→ EXCERPTED DATA:
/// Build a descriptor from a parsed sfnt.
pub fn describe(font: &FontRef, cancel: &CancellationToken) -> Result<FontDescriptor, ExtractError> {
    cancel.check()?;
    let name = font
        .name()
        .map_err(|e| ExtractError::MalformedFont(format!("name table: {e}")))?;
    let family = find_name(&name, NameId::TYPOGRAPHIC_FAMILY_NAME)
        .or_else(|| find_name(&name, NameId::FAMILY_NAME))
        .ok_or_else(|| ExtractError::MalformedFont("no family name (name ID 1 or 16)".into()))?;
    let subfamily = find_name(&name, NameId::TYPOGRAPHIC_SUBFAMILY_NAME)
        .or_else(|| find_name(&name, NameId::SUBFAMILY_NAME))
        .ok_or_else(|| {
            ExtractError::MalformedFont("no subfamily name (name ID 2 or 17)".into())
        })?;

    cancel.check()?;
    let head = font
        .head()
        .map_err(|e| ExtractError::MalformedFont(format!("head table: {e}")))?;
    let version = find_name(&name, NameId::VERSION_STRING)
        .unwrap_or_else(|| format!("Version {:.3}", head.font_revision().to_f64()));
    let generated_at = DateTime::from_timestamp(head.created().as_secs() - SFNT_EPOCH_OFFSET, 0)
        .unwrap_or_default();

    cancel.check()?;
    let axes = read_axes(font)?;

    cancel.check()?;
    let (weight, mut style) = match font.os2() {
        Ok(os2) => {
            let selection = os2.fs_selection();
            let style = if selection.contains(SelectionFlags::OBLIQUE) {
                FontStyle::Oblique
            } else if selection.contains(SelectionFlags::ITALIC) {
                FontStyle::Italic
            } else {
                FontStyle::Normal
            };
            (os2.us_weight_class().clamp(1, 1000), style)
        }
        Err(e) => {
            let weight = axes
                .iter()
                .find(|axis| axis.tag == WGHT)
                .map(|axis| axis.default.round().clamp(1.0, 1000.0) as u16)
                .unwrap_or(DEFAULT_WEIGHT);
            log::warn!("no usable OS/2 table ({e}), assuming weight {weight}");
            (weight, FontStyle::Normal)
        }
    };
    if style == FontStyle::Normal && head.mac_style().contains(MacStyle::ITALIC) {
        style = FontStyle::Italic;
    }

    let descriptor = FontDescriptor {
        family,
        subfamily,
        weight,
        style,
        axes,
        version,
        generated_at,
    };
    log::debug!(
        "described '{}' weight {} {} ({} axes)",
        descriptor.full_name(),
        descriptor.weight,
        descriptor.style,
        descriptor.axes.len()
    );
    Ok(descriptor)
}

--

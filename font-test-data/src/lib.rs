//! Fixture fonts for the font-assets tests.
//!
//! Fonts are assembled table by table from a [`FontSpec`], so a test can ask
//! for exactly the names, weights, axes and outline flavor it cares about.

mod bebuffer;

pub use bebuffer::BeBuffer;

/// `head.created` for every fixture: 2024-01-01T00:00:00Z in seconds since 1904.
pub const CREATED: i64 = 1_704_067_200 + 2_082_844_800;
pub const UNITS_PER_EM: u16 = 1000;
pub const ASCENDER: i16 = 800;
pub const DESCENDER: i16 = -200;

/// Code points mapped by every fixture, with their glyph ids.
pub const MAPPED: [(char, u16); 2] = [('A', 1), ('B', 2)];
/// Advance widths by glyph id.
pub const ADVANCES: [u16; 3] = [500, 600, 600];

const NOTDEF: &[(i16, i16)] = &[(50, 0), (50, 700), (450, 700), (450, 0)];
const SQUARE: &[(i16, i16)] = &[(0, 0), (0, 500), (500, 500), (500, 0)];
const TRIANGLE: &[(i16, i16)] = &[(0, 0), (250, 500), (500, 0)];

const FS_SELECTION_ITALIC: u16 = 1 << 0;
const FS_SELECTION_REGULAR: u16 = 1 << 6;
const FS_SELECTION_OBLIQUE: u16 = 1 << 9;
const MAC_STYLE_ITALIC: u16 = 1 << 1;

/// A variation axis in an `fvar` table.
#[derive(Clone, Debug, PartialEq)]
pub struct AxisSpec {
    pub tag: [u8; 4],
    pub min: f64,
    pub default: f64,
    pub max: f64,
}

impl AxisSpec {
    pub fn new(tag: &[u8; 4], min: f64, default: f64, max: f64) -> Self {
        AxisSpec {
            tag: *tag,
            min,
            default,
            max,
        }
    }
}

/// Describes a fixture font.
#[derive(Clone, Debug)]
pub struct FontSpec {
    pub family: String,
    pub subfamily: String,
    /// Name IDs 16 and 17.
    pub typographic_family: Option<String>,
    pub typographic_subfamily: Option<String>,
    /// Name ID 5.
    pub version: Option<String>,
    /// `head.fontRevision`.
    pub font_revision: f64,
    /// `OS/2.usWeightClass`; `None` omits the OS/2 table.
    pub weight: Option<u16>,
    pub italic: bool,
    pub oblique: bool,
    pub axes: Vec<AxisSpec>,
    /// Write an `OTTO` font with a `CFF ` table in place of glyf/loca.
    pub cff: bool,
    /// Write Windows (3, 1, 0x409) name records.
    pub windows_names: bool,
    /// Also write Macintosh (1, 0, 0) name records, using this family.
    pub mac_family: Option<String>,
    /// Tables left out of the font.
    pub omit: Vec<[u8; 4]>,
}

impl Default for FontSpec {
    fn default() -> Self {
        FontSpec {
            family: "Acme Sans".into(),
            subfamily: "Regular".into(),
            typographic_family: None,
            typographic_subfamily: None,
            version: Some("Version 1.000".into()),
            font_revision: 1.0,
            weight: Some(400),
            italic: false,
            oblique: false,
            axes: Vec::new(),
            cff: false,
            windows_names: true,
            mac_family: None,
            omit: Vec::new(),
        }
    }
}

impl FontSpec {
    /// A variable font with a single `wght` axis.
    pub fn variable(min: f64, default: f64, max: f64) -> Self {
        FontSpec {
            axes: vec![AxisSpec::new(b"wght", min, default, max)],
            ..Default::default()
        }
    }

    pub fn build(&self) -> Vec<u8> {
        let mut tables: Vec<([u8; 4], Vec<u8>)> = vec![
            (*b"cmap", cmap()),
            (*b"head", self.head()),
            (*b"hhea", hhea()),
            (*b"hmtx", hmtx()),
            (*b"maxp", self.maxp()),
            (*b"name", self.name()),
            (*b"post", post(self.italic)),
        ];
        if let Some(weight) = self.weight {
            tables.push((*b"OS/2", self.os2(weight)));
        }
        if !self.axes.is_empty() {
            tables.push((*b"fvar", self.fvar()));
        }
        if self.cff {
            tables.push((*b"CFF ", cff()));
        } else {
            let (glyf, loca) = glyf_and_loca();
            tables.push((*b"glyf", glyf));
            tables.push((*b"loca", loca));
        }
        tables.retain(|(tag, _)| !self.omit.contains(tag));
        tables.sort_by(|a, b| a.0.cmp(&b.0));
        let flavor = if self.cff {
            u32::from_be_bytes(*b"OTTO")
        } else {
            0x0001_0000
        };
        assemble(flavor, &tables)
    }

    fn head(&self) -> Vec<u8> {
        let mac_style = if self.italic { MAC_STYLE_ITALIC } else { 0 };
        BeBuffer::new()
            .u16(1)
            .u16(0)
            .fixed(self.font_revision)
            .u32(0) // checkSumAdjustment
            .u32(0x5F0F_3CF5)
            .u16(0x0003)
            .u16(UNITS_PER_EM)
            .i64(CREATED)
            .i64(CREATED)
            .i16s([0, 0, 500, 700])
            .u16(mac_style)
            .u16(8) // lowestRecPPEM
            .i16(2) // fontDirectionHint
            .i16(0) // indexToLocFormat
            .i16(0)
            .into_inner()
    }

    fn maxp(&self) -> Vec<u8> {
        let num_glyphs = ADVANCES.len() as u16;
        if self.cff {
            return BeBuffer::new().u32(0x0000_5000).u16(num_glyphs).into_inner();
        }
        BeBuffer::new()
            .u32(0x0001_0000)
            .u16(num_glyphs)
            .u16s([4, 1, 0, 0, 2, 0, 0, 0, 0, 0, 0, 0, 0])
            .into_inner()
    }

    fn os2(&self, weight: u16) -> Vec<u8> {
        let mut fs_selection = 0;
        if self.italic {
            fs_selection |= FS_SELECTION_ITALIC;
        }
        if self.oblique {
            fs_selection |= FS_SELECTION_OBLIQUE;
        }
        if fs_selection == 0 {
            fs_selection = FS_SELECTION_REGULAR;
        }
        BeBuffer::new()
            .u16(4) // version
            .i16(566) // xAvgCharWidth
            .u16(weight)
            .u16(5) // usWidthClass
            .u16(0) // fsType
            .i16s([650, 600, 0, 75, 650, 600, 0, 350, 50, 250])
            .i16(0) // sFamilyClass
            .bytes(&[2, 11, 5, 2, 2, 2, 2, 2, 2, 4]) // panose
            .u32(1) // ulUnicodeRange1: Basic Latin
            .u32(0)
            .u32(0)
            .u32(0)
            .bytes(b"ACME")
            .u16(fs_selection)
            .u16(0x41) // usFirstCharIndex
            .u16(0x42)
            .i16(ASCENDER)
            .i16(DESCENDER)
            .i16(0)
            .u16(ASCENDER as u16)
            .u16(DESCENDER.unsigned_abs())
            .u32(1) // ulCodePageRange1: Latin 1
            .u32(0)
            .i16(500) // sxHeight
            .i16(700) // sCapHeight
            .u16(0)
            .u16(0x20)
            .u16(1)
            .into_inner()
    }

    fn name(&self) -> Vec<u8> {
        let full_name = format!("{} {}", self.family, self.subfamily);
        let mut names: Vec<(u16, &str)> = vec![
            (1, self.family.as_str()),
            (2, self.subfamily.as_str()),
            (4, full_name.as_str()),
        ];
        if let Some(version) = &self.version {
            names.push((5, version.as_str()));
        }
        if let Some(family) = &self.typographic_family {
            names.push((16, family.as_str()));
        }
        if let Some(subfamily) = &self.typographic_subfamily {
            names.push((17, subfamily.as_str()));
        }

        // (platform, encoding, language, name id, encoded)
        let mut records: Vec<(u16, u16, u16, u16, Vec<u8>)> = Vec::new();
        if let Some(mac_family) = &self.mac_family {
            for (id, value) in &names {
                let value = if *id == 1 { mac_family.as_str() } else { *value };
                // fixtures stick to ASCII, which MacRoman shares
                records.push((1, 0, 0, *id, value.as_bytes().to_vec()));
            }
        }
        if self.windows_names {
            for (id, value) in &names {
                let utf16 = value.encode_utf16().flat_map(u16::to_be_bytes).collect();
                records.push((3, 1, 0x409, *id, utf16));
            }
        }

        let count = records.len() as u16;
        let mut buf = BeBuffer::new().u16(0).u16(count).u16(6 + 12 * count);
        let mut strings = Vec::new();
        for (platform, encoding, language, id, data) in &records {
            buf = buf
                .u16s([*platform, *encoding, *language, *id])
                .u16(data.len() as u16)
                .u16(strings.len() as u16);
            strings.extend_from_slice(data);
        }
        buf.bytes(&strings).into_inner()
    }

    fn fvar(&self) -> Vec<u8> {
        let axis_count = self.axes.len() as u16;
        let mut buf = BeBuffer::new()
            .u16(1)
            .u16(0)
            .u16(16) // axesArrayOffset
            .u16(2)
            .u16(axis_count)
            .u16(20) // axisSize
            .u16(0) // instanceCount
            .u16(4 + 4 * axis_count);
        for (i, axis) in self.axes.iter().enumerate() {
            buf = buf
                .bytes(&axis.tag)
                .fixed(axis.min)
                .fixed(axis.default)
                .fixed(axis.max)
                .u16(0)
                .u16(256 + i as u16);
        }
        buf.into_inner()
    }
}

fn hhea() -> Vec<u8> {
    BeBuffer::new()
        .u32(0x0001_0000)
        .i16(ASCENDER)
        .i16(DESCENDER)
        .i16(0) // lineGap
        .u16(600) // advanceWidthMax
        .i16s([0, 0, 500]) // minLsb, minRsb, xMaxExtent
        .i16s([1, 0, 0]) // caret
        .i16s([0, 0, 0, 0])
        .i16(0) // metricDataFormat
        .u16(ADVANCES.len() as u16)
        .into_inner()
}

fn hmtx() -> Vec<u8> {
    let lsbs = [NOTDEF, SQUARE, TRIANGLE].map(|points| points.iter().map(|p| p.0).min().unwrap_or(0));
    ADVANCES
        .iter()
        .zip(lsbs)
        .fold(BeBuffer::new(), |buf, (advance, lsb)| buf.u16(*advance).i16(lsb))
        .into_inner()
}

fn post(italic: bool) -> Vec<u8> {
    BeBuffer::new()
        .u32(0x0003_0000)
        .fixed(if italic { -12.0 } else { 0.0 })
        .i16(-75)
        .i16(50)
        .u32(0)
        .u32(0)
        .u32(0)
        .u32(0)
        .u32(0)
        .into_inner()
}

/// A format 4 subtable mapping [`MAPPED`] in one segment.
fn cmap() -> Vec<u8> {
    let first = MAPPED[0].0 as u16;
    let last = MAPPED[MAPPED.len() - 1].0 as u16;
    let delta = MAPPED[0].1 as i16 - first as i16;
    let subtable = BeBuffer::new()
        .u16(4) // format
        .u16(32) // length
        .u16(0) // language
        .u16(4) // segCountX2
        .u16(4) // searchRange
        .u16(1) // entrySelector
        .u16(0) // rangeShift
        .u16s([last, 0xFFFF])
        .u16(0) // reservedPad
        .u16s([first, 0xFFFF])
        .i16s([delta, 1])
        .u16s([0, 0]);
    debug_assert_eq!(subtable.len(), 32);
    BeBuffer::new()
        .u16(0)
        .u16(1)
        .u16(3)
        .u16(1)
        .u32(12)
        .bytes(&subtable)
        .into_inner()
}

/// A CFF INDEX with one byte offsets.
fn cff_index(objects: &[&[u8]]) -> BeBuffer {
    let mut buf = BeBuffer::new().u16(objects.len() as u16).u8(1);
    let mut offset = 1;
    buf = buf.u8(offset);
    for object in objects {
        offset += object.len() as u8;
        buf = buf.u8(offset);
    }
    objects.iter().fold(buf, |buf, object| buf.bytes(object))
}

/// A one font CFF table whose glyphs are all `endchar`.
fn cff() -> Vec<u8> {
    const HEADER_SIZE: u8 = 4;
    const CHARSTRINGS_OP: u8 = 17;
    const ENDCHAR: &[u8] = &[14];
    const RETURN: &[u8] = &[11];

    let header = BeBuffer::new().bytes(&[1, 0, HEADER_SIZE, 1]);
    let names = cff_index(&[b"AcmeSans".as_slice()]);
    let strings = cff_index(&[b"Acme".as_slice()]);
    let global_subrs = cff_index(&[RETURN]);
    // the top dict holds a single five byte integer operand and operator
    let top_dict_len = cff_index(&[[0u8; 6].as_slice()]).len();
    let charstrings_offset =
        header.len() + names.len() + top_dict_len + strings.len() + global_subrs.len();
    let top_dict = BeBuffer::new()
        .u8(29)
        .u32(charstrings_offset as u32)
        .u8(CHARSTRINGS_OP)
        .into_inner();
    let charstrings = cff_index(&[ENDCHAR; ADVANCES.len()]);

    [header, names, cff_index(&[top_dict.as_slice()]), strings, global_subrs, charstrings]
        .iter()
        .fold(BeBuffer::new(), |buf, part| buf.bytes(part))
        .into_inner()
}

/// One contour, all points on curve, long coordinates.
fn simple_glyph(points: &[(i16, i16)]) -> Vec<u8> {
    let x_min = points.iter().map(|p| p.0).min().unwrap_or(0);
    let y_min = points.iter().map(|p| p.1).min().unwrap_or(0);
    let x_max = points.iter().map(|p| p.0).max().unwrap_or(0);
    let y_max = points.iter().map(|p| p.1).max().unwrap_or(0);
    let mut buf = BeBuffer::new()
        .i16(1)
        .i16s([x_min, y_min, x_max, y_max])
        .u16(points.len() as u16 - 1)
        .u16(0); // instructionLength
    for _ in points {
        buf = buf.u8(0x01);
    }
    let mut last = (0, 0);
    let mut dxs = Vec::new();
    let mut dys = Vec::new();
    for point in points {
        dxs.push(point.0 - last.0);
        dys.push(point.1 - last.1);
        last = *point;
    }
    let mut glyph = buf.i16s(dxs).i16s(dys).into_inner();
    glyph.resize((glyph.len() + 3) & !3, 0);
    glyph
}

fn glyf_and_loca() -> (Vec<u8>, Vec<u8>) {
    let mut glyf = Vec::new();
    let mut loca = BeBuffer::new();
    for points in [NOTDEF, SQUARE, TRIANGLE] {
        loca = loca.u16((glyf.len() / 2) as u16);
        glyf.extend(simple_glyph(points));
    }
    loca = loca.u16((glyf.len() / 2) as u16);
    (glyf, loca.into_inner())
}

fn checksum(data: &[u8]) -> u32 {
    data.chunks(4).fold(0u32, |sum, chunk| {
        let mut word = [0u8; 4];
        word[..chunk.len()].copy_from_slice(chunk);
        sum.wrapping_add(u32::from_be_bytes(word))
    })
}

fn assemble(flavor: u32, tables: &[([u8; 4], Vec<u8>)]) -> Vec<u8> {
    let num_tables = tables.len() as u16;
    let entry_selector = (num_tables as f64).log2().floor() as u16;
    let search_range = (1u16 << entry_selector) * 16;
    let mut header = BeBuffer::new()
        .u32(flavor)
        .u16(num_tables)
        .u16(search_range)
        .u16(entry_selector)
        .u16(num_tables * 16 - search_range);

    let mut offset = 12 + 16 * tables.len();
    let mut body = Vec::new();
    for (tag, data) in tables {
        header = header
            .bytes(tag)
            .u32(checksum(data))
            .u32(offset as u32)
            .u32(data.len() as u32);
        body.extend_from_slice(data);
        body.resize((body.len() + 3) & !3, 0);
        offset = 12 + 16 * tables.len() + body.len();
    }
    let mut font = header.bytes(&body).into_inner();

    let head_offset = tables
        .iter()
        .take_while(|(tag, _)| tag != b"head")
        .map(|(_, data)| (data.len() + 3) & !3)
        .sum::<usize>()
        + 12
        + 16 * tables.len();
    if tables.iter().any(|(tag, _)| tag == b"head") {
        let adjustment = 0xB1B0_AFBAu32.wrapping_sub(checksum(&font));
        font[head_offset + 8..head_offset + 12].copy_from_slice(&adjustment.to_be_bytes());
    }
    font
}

...

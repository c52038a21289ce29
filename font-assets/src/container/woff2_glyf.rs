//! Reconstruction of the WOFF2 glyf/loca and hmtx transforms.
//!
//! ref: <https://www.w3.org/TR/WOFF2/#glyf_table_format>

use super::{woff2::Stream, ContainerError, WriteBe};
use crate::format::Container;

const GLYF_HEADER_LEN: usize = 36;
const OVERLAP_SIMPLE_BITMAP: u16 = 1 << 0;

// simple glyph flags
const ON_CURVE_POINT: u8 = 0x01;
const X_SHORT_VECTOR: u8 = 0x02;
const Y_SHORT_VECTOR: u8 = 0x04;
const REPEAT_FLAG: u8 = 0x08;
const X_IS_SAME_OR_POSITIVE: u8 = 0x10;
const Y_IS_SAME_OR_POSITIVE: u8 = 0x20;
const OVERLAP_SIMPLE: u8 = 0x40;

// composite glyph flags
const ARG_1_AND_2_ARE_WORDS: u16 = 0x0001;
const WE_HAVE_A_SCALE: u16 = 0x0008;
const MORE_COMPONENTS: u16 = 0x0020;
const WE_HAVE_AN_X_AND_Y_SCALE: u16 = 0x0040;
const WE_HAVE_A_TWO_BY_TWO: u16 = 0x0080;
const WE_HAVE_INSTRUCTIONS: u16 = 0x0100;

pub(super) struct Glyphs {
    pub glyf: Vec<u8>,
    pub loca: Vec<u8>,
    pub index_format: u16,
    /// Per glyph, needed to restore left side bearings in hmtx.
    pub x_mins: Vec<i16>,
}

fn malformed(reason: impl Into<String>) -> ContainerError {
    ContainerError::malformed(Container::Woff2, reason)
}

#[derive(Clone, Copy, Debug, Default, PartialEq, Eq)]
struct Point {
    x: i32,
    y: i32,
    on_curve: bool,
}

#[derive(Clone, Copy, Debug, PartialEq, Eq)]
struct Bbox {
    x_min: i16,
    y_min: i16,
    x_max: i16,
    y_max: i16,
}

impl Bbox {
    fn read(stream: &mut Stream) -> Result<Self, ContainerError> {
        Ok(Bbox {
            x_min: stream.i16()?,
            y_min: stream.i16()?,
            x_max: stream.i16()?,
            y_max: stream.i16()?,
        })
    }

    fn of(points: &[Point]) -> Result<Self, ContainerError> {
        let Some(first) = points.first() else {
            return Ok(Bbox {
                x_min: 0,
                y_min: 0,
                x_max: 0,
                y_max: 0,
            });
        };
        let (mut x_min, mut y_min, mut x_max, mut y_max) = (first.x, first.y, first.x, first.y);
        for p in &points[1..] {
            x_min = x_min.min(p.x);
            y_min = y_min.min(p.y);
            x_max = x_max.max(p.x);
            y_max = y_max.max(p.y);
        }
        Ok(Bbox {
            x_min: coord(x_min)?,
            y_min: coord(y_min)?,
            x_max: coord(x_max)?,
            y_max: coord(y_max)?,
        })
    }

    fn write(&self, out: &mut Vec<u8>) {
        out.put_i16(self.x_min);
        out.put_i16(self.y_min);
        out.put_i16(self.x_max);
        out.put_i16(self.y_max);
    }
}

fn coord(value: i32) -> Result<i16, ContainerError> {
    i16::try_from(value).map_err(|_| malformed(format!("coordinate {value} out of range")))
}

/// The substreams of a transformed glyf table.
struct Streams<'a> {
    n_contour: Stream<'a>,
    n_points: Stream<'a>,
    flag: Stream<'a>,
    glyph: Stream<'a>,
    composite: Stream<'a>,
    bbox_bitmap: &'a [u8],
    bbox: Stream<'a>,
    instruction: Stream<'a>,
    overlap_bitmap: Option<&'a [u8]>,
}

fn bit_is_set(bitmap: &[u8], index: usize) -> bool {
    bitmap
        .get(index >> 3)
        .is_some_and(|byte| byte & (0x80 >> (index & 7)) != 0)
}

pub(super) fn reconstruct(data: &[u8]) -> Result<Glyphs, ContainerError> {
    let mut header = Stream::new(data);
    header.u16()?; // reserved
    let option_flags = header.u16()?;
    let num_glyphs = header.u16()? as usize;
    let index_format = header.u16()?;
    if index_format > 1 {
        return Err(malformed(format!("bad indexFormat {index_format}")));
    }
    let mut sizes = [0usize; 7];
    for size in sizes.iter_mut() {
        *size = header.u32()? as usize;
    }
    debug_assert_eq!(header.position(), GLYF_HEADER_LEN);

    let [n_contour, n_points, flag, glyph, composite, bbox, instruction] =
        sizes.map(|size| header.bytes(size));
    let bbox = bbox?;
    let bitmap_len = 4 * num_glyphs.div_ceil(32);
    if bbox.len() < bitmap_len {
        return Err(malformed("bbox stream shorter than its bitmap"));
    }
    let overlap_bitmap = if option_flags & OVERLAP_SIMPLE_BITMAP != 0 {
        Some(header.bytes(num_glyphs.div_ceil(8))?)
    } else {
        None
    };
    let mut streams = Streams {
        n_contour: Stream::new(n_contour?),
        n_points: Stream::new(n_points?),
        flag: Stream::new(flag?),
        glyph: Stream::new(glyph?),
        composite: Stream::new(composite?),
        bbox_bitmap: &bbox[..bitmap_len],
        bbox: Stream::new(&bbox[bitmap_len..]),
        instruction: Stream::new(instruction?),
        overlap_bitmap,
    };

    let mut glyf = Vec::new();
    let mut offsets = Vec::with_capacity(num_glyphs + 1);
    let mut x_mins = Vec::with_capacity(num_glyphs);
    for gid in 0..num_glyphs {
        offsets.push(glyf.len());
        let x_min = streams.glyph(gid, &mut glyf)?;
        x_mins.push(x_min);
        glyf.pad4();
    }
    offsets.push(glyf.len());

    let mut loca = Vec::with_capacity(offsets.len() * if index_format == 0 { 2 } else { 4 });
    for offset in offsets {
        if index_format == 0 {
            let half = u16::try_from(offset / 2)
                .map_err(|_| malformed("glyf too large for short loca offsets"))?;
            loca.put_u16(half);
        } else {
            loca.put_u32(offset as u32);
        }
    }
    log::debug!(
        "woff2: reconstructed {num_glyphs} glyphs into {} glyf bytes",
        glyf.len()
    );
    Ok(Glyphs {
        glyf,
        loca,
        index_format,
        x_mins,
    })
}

→ THE PROBLEM:
The entries above hold a line with "a parsed sfnt." and a later line with "let head = font". Write out exactly those lines and all lines between, nothing more.

→ PROBLEM SOLUTION:
/// Build a descriptor from a parsed sfnt.
pub fn describe(font: &FontRef, cancel: &CancellationToken) -> Result<FontDescriptor, ExtractError> {
    cancel.check()?;
    let name = font
        .name()
        .map_err(|e| ExtractError::MalformedFont(format!("name table: {e}")))?;
    let family = find_name(&name, NameId::TYPOGRAPHIC_FAMILY_NAME)
        .or_else(|| find_name(&name, NameId::FAMILY_NAME))
        .ok_or_else(|| ExtractError::MalformedFont("no family name (name ID 1 or 16)".into()))?;
    let subfamily = find_name(&name, NameId::TYPOGRAPHIC_SUBFAMILY_NAME)
        .or_else(|| find_name(&name, NameId::SUBFAMILY_NAME))
        .ok_or_else(|| {
            ExtractError::MalformedFont("no subfamily name (name ID 2 or 17)".into())
        })?;

    cancel.check()?;
    let head = font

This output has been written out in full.